This idea still has a small flaw. So the next one is better than this one.

Third - Better Code than Two

Suppose, we want to find out how many times $1009$ occurs in $9 \times 10^{18}!$. Let us modify the "Second" code to write another function that will count the result for us.

long long factorialPrimePower ( long long n, long long p ) {
    long long freq = 0;
    long long cur = p;

    while ( n / cur ) {
        freq += n / cur;
        cur *= p;
    }
    return freq;
}

If we pass $n = 9 \times 10^{18}$ and $p = 1009$, it will return us $8928571428571439$. But this is wrong. The line $7$ in the code overflows resulting in a wrong answer. Try it yourself. Print out the value of $cur$ in each step and see when it overflows.

We could change the condition in line $5$ into something like this to solve the situation:

while ( n / cur > 0 )

But this remedy won't work if $cur \times p$ overflows into a positive number. If we want we could use techniques that avoid multiplying two numbers if it crosses a limit, but there is a simpler way.

Note that $\frac{N}{p^3}$ is same as $\frac{ \frac{N}{p^2} }{p}$. So instead of saying that $res = \frac{N}{p} + \frac{N}{p^2}...$, we could rewrite it as

$x = N; \ res = res + \frac{x}{p}$.
$x = \frac{N}{p} = \frac{x}{p}; \ res = res + \frac{x}{p}$.
$x = \frac{N}{p^2} = \frac{ \frac{N}{p} } {p} = \frac{x}{p}; \ res = res + \frac{x}{p}$.
$...$
$x = 0$

Instead of raising the power of $p$, we divide the value of $N$ by $p$ at each step. This has the same effect.

So our code for finding the frequency of specific prime should look like the following:

long long factorialPrimePower ( long long n, long long p ) {
    long long freq = 0;
    long long x = n;

    while ( x ) {
        freq += x / p;
        x = x / p;
    }

    return freq;
}

There might still be inputs for which this code will overflow, but chances for that is now lower. Now if we send in $n = 9 \times 10^{18}$ and $p = 1009$, then this time we get $8928571428571425$ as our result.

If we apply this improvement in our $factFactorize()$ function, then it will become:

void factFactorize ( int n ) {
    for ( int i = 0; i < prime.size() && prime[i] <= n; i++ ) {
        int x = n;
        int freq = 0;

        while ( x / prime[i] ) {
            freq += x / prime[i];
            x = x / prime[i];
        }

        printf ( "%d^%d\n", prime[i], freq );
    }
}

This code has less chance to overflow so it is better.

Resource

Number of Digits of Factorial

Problem

Given an integer $N$, find number of digits in $N!$.

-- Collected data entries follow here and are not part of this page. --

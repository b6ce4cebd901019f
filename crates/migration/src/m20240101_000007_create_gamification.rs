//! Create `gamification` table.
//!
//! Each row is one point configuration; the service layer keeps at most one
//! row with `is_active = true`.
use sea_orm_migration::{prelude::*, schema::*};

#[derive(DeriveMigrationName)]
pub struct Migration;

#[async_trait::async_trait]
impl MigrationTrait for Migration {
    async fn up(&self, manager: &SchemaManager) -> Result<(), DbErr> {
        manager
            .create_table(
                Table::create()
                    .table(Gamification::Table)
                    .if_not_exists()
                    .col(uuid(Gamification::Id).primary_key())
                    .col(string_len(Gamification::Name, 128).not_null())
                    .col(integer(Gamification::PointsPerComment).default(0))
                    .col(integer(Gamification::PointsPerEvaluation).default(0))
                    .col(integer(Gamification::PointsPerService).default(0))
                    .col(boolean(Gamification::IsActive).default(false))
                    .col(uuid_null(Gamification::LastUpdatedBy))
                    .col(timestamp_with_time_zone(Gamification::CreatedAt).not_null())
                    .col(timestamp_with_time_zone(Gamification::UpdatedAt).not_null())
                    .foreign_key(
                        ForeignKey::create()
                            .name("fk_gamification_updater")
                            .from(Gamification::Table, Gamification::LastUpdatedBy)
                            .to(Users::Table, Users::Id)
                            .on_delete(ForeignKeyAction::SetNull)
                            .on_update(ForeignKeyAction::Cascade),
                    )
                    .to_owned(),
            )
            .await
    }

    async fn down(&self, manager: &SchemaManager) -> Result<(), DbErr> {
        manager.drop_table(Table::drop().table(Gamification::Table).to_owned()).await
    }
}

#[derive(DeriveIden)]
enum Gamification { Table, Id, Name, PointsPerComment, PointsPerEvaluation, PointsPerService, IsActive, LastUpdatedBy, CreatedAt, UpdatedAt }

#[derive(DeriveIden)]
enum Users { Table, Id }
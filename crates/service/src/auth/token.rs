use jsonwebtoken::{decode, encode, DecodingKey, EncodingKey, Header, Validation};
use models::user::Role;
use serde::{Deserialize, Serialize};
use uuid::Uuid;

use super::domain::AuthUser;
use super::errors::AuthError;
use crate::access::Actor;

/// JWT payload carried by the `Authorization` header and the `auth_token` cookie.
#[derive(Debug, Clone, Serialize, Deserialize, PartialEq, Eq)]
pub struct Claims {
    pub sub: String,
    pub uid: Uuid,
    pub role: Role,
    pub exp: usize,
}

impl Claims {
    pub fn actor(&self) -> Actor {
        Actor::new(self.uid, self.role)
    }
}

pub fn issue(secret: &str, user: &AuthUser, ttl_hours: i64) -> Result<String, AuthError> {
    let exp = (chrono::Utc::now() + chrono::Duration::hours(ttl_hours)).timestamp() as usize;
    let claims = Claims { sub: user.email.clone(), uid: user.id, role: user.role, exp };
    encode(&Header::default(), &claims, &EncodingKey::from_secret(secret.as_bytes()))
        .map_err(|e| AuthError::TokenError(e.to_string()))
}

pub fn verify(secret: &str, token: &str) -> Result<Claims, AuthError> {
    decode::<Claims>(token, &DecodingKey::from_secret(secret.as_bytes()), &Validation::default())
        .map(|data| data.claims)
        .map_err(|e| AuthError::TokenError(e.to_string()))
}

#[cfg(test)]
mod tests {
    use super::*;

    fn user(role: Role) -> AuthUser {
        AuthUser {
            id: Uuid::new_v4(),
            email: "rita@example.com".into(),
            name: "Rita".into(),
            role,
            is_blocked: false,
            failed_login_attempts: 0,
            lockout_end: None,
        }
    }

    #[test]
    fn issued_token_carries_role() {
        let u = user(Role::Moderador);
        let token = issue("secret", &u, 1).unwrap();
        let claims = verify("secret", &token).unwrap();
        assert_eq!(claims.actor(), Actor::new(u.id, Role::Moderador));
        assert_eq!(claims.sub, "rita@example.com");
    }

    #[test]
    fn wrong_secret_is_rejected() {
        let token = issue("secret", &user(Role::Cliente), 1).unwrap();
        assert!(matches!(verify("other", &token), Err(AuthError::TokenError(_))));
    }

    #[test]
    fn expired_token_is_rejected() {
        let token = issue("secret", &user(Role::Cliente), -2).unwrap();
        assert!(verify("secret", &token).is_err());
    }
}
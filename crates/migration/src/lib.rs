//! Migrator registering entity-specific migrations in dependency order.
//! Indexes are applied last.
pub use sea_orm_migration::prelude::*;

mod m20240101_000001_create_users;
mod m20240101_000002_create_user_credentials;
mod m20240101_000003_create_service_category;
mod m20240101_000004_create_service;
mod m20240101_000005_create_service_requisition;
mod m20240101_000006_create_comment_evaluation;
mod m20240101_000007_create_gamification;
mod m20240101_000008_create_complaint;
mod m20240101_000009_create_formation;
mod m20240101_000010_create_enrollment;
mod m20240101_000011_create_notification;
mod m20240101_000012_create_content_section;
mod m20240101_000020_add_indexes;

pub struct Migrator;

#[async_trait::async_trait]
impl MigratorTrait for Migrator {
    fn migrations() -> Vec<Box<dyn MigrationTrait>> {
        vec![
            Box::new(m20240101_000001_create_users::Migration),
            Box::new(m20240101_000002_create_user_credentials::Migration),
            Box::new(m20240101_000003_create_service_category::Migration),
            Box::new(m20240101_000004_create_service::Migration),
            Box::new(m20240101_000005_create_service_requisition::Migration),
            Box::new(m20240101_000006_create_comment_evaluation::Migration),
            Box::new(m20240101_000007_create_gamification::Migration),
            Box::new(m20240101_000008_create_complaint::Migration),
            Box::new(m20240101_000009_create_formation::Migration),
            Box::new(m20240101_000010_create_enrollment::Migration),
            Box::new(m20240101_000011_create_notification::Migration),
            Box::new(m20240101_000012_create_content_section::Migration),
            // Indexes should always be applied last
            Box::new(m20240101_000020_add_indexes::Migration),
        ]
    }
}
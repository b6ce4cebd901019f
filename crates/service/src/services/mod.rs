pub mod user_service;
pub mod category_service;
pub mod listing_service;
pub mod requisition_service;
pub mod comment_service;
pub mod gamification_service;
pub mod complaint_service;
pub mod formation_service;
pub mod notification_service;
pub mod content_service;
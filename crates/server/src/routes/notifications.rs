use axum::{extract::{Path, Query, State}, http::StatusCode, Json};
use axum_extra::extract::WithRejection;
use common::pagination::PaginatedList;
use models::notification;
use serde::Serialize;
use service::services::notification_service;
use uuid::Uuid;

use crate::errors::JsonApiError;
use crate::routes::{ApiPath, ApiQuery};
use crate::routes::auth::{CurrentUser, ServerState};
use crate::routes::PageQuery;

#[derive(Serialize)]
pub struct CountBody {
    pub count: u64,
}

#[utoipa::path(get, path = "/notifications", tag = "notifications", params(PageQuery), responses((status = 200, description = "Newest first")))]
pub async fn list(State(state): State<ServerState>, CurrentUser(actor): CurrentUser, WithRejection(Query(q), _): ApiQuery<PageQuery>) -> Result<Json<PaginatedList<notification::Model>>, JsonApiError> {
    Ok(Json(notification_service::list_for_user(&state.db, &actor, q.pagination()).await?))
}

#[utoipa::path(get, path = "/notifications/unread-count", tag = "notifications", responses((status = 200, description = "Unread count")))]
pub async fn unread_count(State(state): State<ServerState>, CurrentUser(actor): CurrentUser) -> Result<Json<CountBody>, JsonApiError> {
    let count = notification_service::unread_count(&state.db, &actor).await?;
    Ok(Json(CountBody { count }))
}

#[utoipa::path(post, path = "/notifications/read-all", tag = "notifications", responses((status = 200, description = "Number marked read")))]
pub async fn read_all(State(state): State<ServerState>, CurrentUser(actor): CurrentUser) -> Result<Json<CountBody>, JsonApiError> {
    let count = notification_service::mark_all_read(&state.db, &actor).await?;
    Ok(Json(CountBody { count }))
}

#[utoipa::path(get, path = "/notifications/{id}", tag = "notifications", params(("id" = Uuid, Path, description = "Notification ID")), responses((status = 200, description = "OK"), (status = 404, description = "Not Found")))]
pub async fn get(State(state): State<ServerState>, CurrentUser(actor): CurrentUser, WithRejection(Path(id), _): ApiPath<Uuid>) -> Result<Json<notification::Model>, JsonApiError> {
    Ok(Json(notification_service::get(&state.db, &actor, id).await?))
}

#[utoipa::path(post, path = "/notifications/{id}/read", tag = "notifications", params(("id" = Uuid, Path, description = "Notification ID")), responses((status = 200, description = "Marked read"), (status = 404, description = "Not Found")))]
pub async fn mark_read(State(state): State<ServerState>, CurrentUser(actor): CurrentUser, WithRejection(Path(id), _): ApiPath<Uuid>) -> Result<Json<notification::Model>, JsonApiError> {
    Ok(Json(notification_service::mark_read(&state.db, &actor, id).await?))
}

#[utoipa::path(delete, path = "/notifications/{id}", tag = "notifications", params(("id" = Uuid, Path, description = "Notification ID")), responses((status = 204, description = "Deleted"), (status = 404, description = "Not Found")))]
pub async fn delete(State(state): State<ServerState>, CurrentUser(actor): CurrentUser, WithRejection(Path(id), _): ApiPath<Uuid>) -> Result<StatusCode, JsonApiError> {
    notification_service::delete(&state.db, &actor, id).await?;
    Ok(StatusCode::NO_CONTENT)
}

For example, for $N=3$, number of digits in $N! = 3! = 3 \times 2 \times 1 = 6$ is $1$. For $N=5$, number of digits in $5! = 120$ is $3$.

Brute Force Solution

The first solution that pops into mind is to calculate $N!$ and count how many digits it has. A possible solution will look like the following:

int factorialDigit ( int n ) {
    long long fact = 1;
    for ( int i = 2; i <= n; i++ ) {
        fact *= i;
    }

    int res = 0; // Number of digit of n!
    while ( fact ) { //  Loop until fact becomes 0
        res++;
        fact /= 10; // Remove last digit
    }

    return res;
}

This code works, but only for $N \leq 20$. Once $N$ crosses $20$, it no longer fits in a "long long" variable.

Since the factorial of $N > 20$ overflows long long, how about we use "Big Integer" to store the value?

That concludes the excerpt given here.